Records supplied ▸
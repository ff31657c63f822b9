use anyhow::Result;
use std::io::Write;

use super::display::write_u32_fast;

const BAR_GLYPH: &str = "▬";

/// Time label and progress line drawn on the terminal row under the picture.
pub struct InfoBar {
    row: u32,
    width: u32,
    last_drawn: Option<u64>,
}

impl InfoBar {
    /// `row` is the 1-based terminal row, `width` the number of columns to span.
    pub fn new(row: u32, width: u32) -> Self {
        Self {
            row,
            width,
            last_drawn: None,
        }
    }

    /// Redraws only when the displayed second changed. Returns whether anything was written.
    pub fn draw<W: Write>(&mut self, out: &mut W, time: f64, duration: Option<f64>) -> Result<bool> {
        let time = time.max(0.0);
        let second = time as u64;
        if self.last_drawn == Some(second) {
            return Ok(false);
        }
        self.last_drawn = Some(second);

        let mut line = Vec::with_capacity(self.width as usize * 3 + 32);
        line.extend_from_slice(b"\x1b[");
        write_u32_fast(&mut line, self.row);
        line.extend_from_slice(b";1H");
        line.extend_from_slice(b"\x1b[40m\x1b[97m");

        let label = match duration {
            Some(total) => format!("{} / {} ", format_time(time), format_time(total)),
            None => format!("{} ", format_time(time)),
        };
        line.extend_from_slice(label.as_bytes());

        if let Some(total) = duration.filter(|d| *d > 0.0) {
            let room = (self.width as usize).saturating_sub(label.chars().count());
            let filled = ((room as f64) * (time / total).clamp(0.0, 1.0)) as usize;

            line.extend_from_slice(b"\x1b[31m");
            line.extend_from_slice(BAR_GLYPH.repeat(filled).as_bytes());
            line.extend_from_slice(b"\x1b[90m");
            line.extend_from_slice(BAR_GLYPH.repeat(room - filled).as_bytes());
        }

        out.write_all(&line)?;
        out.flush()?;
        Ok(true)
    }
}

/// `MM:SS`; minutes keep growing past 99.
pub fn format_time(seconds: f64) -> String {
    let total = seconds.max(0.0) as u64;
    format!("{:02}:{:02}", total / 60, total % 60)
}
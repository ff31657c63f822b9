pub mod audio_manager;
pub mod clock;
pub mod frame_source;
pub mod player;
pub mod session;
pub mod transport;
pub mod viewer;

What this task involves ▸ Above this instruction are the records; retype exactly the lines from the one containing "let label = match" up to and including the one containing "let filled = ((room".

Solution to this problem ▸
        let label = match duration {
            Some(total) => format!("{} / {} ", format_time(time), format_time(total)),
            None => format!("{} ", format_time(time)),
        };
        line.extend_from_slice(label.as_bytes());

        if let Some(total) = duration.filter(|d| *d > 0.0) {
            let room = (self.width as usize).saturating_sub(label.chars().count());
            let filled = ((room as f64) * (time / total).clamp(0.0, 1.0)) as usize;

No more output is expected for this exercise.